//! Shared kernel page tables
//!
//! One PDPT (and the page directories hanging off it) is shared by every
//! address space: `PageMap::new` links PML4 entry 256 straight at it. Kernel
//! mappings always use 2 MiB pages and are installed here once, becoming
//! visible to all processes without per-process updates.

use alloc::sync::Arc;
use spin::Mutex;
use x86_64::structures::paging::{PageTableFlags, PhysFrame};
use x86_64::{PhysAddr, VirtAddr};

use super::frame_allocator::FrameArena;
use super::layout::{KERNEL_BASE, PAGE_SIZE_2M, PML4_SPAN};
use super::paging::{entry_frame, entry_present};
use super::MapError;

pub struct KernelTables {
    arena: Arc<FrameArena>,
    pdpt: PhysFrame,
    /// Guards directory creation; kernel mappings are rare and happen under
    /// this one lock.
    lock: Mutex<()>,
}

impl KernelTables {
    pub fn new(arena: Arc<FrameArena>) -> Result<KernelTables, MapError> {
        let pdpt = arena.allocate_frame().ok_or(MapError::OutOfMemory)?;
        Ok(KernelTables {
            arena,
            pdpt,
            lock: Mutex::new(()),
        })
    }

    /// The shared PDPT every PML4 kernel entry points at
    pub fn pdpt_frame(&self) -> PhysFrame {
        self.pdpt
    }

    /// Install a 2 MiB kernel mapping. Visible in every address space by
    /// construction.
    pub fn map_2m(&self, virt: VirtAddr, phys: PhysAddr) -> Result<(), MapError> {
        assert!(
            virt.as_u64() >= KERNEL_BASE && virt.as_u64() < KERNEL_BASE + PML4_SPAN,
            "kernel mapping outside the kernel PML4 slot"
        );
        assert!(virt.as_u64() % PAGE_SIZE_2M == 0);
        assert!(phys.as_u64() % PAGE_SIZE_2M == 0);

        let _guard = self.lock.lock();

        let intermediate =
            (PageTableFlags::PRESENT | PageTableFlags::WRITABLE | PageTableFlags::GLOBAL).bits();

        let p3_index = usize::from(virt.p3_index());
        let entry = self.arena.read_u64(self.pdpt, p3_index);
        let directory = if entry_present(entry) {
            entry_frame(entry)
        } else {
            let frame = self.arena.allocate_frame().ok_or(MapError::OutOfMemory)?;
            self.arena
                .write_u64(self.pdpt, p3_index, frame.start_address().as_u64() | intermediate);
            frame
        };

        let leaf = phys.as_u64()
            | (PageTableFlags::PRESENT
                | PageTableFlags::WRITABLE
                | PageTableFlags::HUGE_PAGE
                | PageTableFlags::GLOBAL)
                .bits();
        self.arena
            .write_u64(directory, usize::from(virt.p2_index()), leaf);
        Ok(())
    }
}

# Work to be completed
Bring together all lines in the records where the word "OutOfMemory" is found.

# Response
        let pdpt = arena.allocate_frame().ok_or(MapError::OutOfMemory)?;
            let frame = self.arena.allocate_frame().ok_or(MapError::OutOfMemory)?;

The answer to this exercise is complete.